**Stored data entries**
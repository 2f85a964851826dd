// Dweve FDL - Flat Data Language
//
// Copyright (c) 2025 Dweve IP B.V. and individual contributors.
//
// SPDX-License-Identifier: Apache-2.0
//
// Licensed under the Apache License, Version 2.0 (the "License");
// you may not use this file except in compliance with the License.
// You may obtain a copy of the License in the LICENSE file at the
// root of this repository or at: http://www.apache.org/licenses/LICENSE-2.0
//
// Unless required by applicable law or agreed to in writing, software
// distributed under the License is distributed on an "AS IS" BASIS,
// WITHOUT WARRANTIES OR CONDITIONS OF ANY KIND, either express or implied.
// See the License for the specific language governing permissions and
// limitations under the License.

//! Replaying an XML document as structural events.

use fdl_core::{Attributes, ContentProvider, EmitError, EmitResult, EventSink};
use quick_xml::events::{BytesStart, Event};
use quick_xml::Reader;
use std::path::PathBuf;

/// A [`ContentProvider`] that parses an XML file and forwards its element
/// tree into the event stream.
///
/// Register it under the name a `content` node's `provider` setting refers
/// to; the file is read and parsed on every emission. Comments, processing
/// instructions and the XML declaration are dropped; whitespace-only text
/// between elements is not forwarded.
pub struct XmlFileProvider {
    path: PathBuf,
}

impl XmlFileProvider {
    pub fn new(path: impl Into<PathBuf>) -> Self {
        Self { path: path.into() }
    }
}

fn element_attributes(start: &BytesStart<'_>) -> EmitResult<Attributes> {
    let mut atts = Attributes::new();
    for attribute in start.attributes() {
        let attribute = attribute.map_err(|e| EmitError::content(e.to_string()))?;
        let name = String::from_utf8_lossy(attribute.key.as_ref()).to_string();
        let value = attribute
            .unescape_value()
            .map_err(|e| EmitError::content(e.to_string()))?;
        atts.push(name, value.to_string());
    }
    Ok(atts)
}

impl ContentProvider for XmlFileProvider {
    fn emit(&self, sink: &mut dyn EventSink) -> EmitResult<()> {
        let text = std::fs::read_to_string(&self.path)?;
        let mut reader = Reader::from_str(&text);
        reader.trim_text(true);

        loop {
            match reader.read_event() {
                Ok(Event::Start(e)) => {
                    let name = String::from_utf8_lossy(e.name().as_ref()).to_string();
                    sink.open(&name, &element_attributes(&e)?)?;
                }
                Ok(Event::Empty(e)) => {
                    let name = String::from_utf8_lossy(e.name().as_ref()).to_string();
                    sink.open(&name, &element_attributes(&e)?)?;
                    sink.close(&name)?;
                }
                Ok(Event::Text(e)) => {
                    let text = e.unescape().map_err(|e| EmitError::content(e.to_string()))?;
                    if !text.is_empty() {
                        sink.characters(&text)?;
                    }
                }
                Ok(Event::CData(e)) => {
                    let text = String::from_utf8_lossy(&e);
                    sink.characters(&text)?;
                }
                Ok(Event::End(e)) => {
                    let name = String::from_utf8_lossy(e.name().as_ref()).to_string();
                    sink.close(&name)?;
                }
                Ok(Event::Eof) => return Ok(()),
                Ok(_) => {}
                Err(e) => return Err(EmitError::content(e.to_string())),
            }
        }
    }
}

**PROBLEM TO WORK ON**
Counting only lines that contain "BytesStart", what is the total for the entries above? Give the number alone.

**WRITTEN REPLY**
2